* [RECORDS FOR PROCESSING]:

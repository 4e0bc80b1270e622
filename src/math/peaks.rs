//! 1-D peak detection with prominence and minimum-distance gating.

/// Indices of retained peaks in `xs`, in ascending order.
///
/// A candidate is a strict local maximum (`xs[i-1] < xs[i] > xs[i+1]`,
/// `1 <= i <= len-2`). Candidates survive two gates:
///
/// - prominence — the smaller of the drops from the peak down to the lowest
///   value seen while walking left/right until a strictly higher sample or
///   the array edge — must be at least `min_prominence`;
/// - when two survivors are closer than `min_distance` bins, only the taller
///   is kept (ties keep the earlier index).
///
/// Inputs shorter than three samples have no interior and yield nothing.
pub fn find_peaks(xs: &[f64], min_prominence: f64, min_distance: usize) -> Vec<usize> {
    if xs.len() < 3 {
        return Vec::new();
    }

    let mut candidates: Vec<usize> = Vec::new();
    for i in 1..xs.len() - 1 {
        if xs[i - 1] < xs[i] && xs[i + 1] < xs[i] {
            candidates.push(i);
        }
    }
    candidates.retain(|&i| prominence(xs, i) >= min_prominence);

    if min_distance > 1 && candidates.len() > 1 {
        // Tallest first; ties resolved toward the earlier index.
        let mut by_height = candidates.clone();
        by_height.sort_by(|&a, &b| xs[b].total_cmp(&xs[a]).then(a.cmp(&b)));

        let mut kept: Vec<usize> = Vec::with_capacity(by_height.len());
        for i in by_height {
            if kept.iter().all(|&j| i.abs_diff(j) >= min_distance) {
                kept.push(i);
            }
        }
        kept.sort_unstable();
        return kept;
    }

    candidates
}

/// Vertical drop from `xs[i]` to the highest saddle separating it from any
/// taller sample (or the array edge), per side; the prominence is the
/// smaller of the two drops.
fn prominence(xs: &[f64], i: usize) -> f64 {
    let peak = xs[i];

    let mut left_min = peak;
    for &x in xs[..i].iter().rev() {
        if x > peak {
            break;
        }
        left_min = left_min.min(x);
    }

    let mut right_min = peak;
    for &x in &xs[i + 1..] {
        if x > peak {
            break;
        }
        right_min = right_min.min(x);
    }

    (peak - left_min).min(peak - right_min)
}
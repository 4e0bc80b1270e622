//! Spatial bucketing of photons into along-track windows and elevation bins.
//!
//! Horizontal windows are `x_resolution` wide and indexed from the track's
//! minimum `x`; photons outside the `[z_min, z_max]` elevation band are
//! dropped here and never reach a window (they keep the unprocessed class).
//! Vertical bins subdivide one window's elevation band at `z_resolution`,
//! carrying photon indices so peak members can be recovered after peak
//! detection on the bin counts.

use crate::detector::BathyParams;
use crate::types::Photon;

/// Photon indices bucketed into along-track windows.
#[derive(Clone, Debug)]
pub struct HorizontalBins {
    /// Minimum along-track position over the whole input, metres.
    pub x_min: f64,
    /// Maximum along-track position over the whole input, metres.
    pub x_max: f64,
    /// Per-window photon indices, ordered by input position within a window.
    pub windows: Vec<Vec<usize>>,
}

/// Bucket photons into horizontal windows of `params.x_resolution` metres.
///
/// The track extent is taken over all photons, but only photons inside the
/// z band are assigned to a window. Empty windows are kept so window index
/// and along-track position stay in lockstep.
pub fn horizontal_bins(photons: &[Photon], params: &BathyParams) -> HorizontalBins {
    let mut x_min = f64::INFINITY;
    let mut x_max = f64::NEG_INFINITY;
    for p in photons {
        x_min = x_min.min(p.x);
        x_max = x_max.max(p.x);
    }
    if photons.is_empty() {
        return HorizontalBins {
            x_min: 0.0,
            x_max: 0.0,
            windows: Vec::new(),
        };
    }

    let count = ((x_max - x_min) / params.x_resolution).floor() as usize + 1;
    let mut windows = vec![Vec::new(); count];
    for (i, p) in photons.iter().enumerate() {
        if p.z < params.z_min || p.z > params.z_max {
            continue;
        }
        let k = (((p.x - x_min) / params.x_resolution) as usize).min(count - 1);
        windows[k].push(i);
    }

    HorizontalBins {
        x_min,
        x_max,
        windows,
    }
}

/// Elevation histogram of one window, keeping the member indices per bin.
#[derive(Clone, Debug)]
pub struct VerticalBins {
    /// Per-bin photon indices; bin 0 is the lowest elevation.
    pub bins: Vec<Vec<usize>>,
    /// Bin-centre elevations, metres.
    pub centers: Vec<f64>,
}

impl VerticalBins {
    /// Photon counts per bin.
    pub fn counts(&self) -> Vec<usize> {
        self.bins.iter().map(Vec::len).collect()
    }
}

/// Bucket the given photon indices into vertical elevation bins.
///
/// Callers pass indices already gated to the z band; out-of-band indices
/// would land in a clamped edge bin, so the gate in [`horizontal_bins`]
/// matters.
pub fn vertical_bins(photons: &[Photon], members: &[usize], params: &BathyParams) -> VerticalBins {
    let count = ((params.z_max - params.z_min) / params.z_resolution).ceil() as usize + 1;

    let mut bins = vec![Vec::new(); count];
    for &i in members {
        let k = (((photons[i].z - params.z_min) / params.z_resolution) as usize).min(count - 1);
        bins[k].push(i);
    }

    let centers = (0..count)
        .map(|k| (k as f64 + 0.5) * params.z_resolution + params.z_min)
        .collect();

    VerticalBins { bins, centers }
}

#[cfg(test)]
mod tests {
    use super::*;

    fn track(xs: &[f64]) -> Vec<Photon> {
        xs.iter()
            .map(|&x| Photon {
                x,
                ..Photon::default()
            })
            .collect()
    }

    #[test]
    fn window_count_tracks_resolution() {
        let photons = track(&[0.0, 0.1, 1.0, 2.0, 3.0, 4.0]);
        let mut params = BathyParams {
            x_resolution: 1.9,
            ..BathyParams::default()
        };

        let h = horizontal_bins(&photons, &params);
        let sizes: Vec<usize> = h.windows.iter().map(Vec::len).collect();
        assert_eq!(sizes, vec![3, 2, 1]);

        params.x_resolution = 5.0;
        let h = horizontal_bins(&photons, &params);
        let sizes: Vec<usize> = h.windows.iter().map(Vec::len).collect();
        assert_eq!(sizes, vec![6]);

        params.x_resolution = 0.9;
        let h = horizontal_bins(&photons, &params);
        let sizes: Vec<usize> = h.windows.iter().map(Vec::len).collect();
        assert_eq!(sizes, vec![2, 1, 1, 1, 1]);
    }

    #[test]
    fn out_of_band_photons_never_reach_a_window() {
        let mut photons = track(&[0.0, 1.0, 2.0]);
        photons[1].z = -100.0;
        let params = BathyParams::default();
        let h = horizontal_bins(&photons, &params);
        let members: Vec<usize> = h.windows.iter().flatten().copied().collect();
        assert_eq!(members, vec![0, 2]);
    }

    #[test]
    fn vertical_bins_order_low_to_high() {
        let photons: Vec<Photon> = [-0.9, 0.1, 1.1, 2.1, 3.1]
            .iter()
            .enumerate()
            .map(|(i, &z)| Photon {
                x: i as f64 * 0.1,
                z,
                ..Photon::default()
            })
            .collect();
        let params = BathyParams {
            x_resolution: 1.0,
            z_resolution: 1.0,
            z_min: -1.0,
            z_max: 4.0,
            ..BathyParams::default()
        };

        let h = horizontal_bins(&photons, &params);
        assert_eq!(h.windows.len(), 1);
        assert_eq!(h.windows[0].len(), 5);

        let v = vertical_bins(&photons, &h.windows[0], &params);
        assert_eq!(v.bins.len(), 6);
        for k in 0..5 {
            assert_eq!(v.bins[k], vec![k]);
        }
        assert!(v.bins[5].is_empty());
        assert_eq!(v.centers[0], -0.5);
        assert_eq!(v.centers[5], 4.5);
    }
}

* [WORK REQUIRED]:
Exact copies of all the entries above are required.

* [RESULT OF THIS EXERCISE]:
repository 4e0bc80b1270e622
filename src/math/peaks.rs
//! 1-D peak detection with prominence and minimum-distance gating.

/// Indices of retained peaks in `xs`, in ascending order.
///
/// A candidate is a strict local maximum (`xs[i-1] < xs[i] > xs[i+1]`,
/// `1 <= i <= len-2`). Candidates survive two gates:
///
/// - prominence — the smaller of the drops from the peak down to the lowest
///   value seen while walking left/right until a strictly higher sample or
///   the array edge — must be at least `min_prominence`;
/// - when two survivors are closer than `min_distance` bins, only the taller
///   is kept (ties keep the earlier index).
///
/// Inputs shorter than three samples have no interior and yield nothing.
pub fn find_peaks(xs: &[f64], min_prominence: f64, min_distance: usize) -> Vec<usize> {
    if xs.len() < 3 {
        return Vec::new();
    }

    let mut candidates: Vec<usize> = Vec::new();
    for i in 1..xs.len() - 1 {
        if xs[i - 1] < xs[i] && xs[i + 1] < xs[i] {
            candidates.push(i);
        }
    }
    candidates.retain(|&i| prominence(xs, i) >= min_prominence);

    if min_distance > 1 && candidates.len() > 1 {
        // Tallest first; ties resolved toward the earlier index.
        let mut by_height = candidates.clone();
        by_height.sort_by(|&a, &b| xs[b].total_cmp(&xs[a]).then(a.cmp(&b)));

        let mut kept: Vec<usize> = Vec::with_capacity(by_height.len());
        for i in by_height {
            if kept.iter().all(|&j| i.abs_diff(j) >= min_distance) {
                kept.push(i);
            }
        }
        kept.sort_unstable();
        return kept;
    }

    candidates
}

/// Vertical drop from `xs[i]` to the highest saddle separating it from any
/// taller sample (or the array edge), per side; the prominence is the
/// smaller of the two drops.
fn prominence(xs: &[f64], i: usize) -> f64 {
    let peak = xs[i];

    let mut left_min = peak;
    for &x in xs[..i].iter().rev() {
        if x > peak {
            break;
        }
        left_min = left_min.min(x);
    }

    let mut right_min = peak;
    for &x in &xs[i + 1..] {
        if x > peak {
            break;
        }
        right_min = right_min.min(x);
    }

    (peak - left_min).min(peak - right_min)
}
repository 4e0bc80b1270e622
//! Spatial bucketing of photons into along-track windows and elevation bins.
//!
//! Horizontal windows are `x_resolution` wide and indexed from the track's
//! minimum `x`; photons outside the `[z_min, z_max]` elevation band are
//! dropped here and never reach a window (they keep the unprocessed class).
//! Vertical bins subdivide one window's elevation band at `z_resolution`,
//! carrying photon indices so peak members can be recovered after peak
//! detection on the bin counts.

use crate::detector::BathyParams;
use crate::types::Photon;

/// Photon indices bucketed into along-track windows.
#[derive(Clone, Debug)]
pub struct HorizontalBins {
    /// Minimum along-track position over the whole input, metres.
    pub x_min: f64,
    /// Maximum along-track position over the whole input, metres.
    pub x_max: f64,
    /// Per-window photon indices, ordered by input position within a window.
    pub windows: Vec<Vec<usize>>,
}

/// Bucket photons into horizontal windows of `params.x_resolution` metres.
///
/// The track extent is taken over all photons, but only photons inside the
/// z band are assigned to a window. Empty windows are kept so window index
/// and along-track position stay in lockstep.
pub fn horizontal_bins(photons: &[Photon], params: &BathyParams) -> HorizontalBins {
    let mut x_min = f64::INFINITY;
    let mut x_max = f64::NEG_INFINITY;
    for p in photons {
        x_min = x_min.min(p.x);
        x_max = x_max.max(p.x);
    }
    if photons.is_empty() {
        return HorizontalBins {
            x_min: 0.0,
            x_max: 0.0,
            windows: Vec::new(),
        };
    }

    let count = ((x_max - x_min) / params.x_resolution).floor() as usize + 1;
    let mut windows = vec![Vec::new(); count];
    for (i, p) in photons.iter().enumerate() {
        if p.z < params.z_min || p.z > params.z_max {
            continue;
        }
        let k = (((p.x - x_min) / params.x_resolution) as usize).min(count - 1);
        windows[k].push(i);
    }

    HorizontalBins {
        x_min,
        x_max,
        windows,
    }
}

/// Elevation histogram of one window, keeping the member indices per bin.
#[derive(Clone, Debug)]
pub struct VerticalBins {
    /// Per-bin photon indices; bin 0 is the lowest elevation.
    pub bins: Vec<Vec<usize>>,
    /// Bin-centre elevations, metres.
    pub centers: Vec<f64>,
}

impl VerticalBins {
    /// Photon counts per bin.
    pub fn counts(&self) -> Vec<usize> {
        self.bins.iter().map(Vec::len).collect()
    }
}

/// Bucket the given photon indices into vertical elevation bins.
///
/// Callers pass indices already gated to the z band; out-of-band indices
/// would land in a clamped edge bin, so the gate in [`horizontal_bins`]
/// matters.
pub fn vertical_bins(photons: &[Photon], members: &[usize], params: &BathyParams) -> VerticalBins {
    let count = ((params.z_max - params.z_min) / params.z_resolution).ceil() as usize + 1;

    let mut bins = vec![Vec::new(); count];
    for &i in members {
        let k = (((photons[i].z - params.z_min) / params.z_resolution) as usize).min(count - 1);
        bins[k].push(i);
    }

    let centers = (0..count)
        .map(|k| (k as f64 + 0.5) * params.z_resolution + params.z_min)
        .collect();

    VerticalBins { bins, centers }
}

#[cfg(test)]
mod tests {
    use super::*;

    fn track(xs: &[f64]) -> Vec<Photon> {
        xs.iter()
            .map(|&x| Photon {
                x,
                ..Photon::default()
            })
            .collect()
    }

    #[test]
    fn window_count_tracks_resolution() {
        let photons = track(&[0.0, 0.1, 1.0, 2.0, 3.0, 4.0]);
        let mut params = BathyParams {
            x_resolution: 1.9,
            ..BathyParams::default()
        };

        let h = horizontal_bins(&photons, &params);
        let sizes: Vec<usize> = h.windows.iter().map(Vec::len).collect();
        assert_eq!(sizes, vec![3, 2, 1]);

        params.x_resolution = 5.0;
        let h = horizontal_bins(&photons, &params);
        let sizes: Vec<usize> = h.windows.iter().map(Vec::len).collect();
        assert_eq!(sizes, vec![6]);

        params.x_resolution = 0.9;
        let h = horizontal_bins(&photons, &params);
        let sizes: Vec<usize> = h.windows.iter().map(Vec::len).collect();
        assert_eq!(sizes, vec![2, 1, 1, 1, 1]);
    }

    #[test]
    fn out_of_band_photons_never_reach_a_window() {
        let mut photons = track(&[0.0, 1.0, 2.0]);
        photons[1].z = -100.0;
        let params = BathyParams::default();
        let h = horizontal_bins(&photons, &params);
        let members: Vec<usize> = h.windows.iter().flatten().copied().collect();
        assert_eq!(members, vec![0, 2]);
    }

    #[test]
    fn vertical_bins_order_low_to_high() {
        let photons: Vec<Photon> = [-0.9, 0.1, 1.1, 2.1, 3.1]
            .iter()
            .enumerate()
            .map(|(i, &z)| Photon {
                x: i as f64 * 0.1,
                z,
                ..Photon::default()
            })
            .collect();
        let params = BathyParams {
            x_resolution: 1.0,
            z_resolution: 1.0,
            z_min: -1.0,
            z_max: 4.0,
            ..BathyParams::default()
        };

        let h = horizontal_bins(&photons, &params);
        assert_eq!(h.windows.len(), 1);
        assert_eq!(h.windows[0].len(), 5);

        let v = vertical_bins(&photons, &h.windows[0], &params);
        assert_eq!(v.bins.len(), 6);
        for k in 0..5 {
            assert_eq!(v.bins[k], vec![k]);
        }
        assert!(v.bins[5].is_empty());
        assert_eq!(v.centers[0], -0.5);
        assert_eq!(v.centers[5], 4.5);
    }
}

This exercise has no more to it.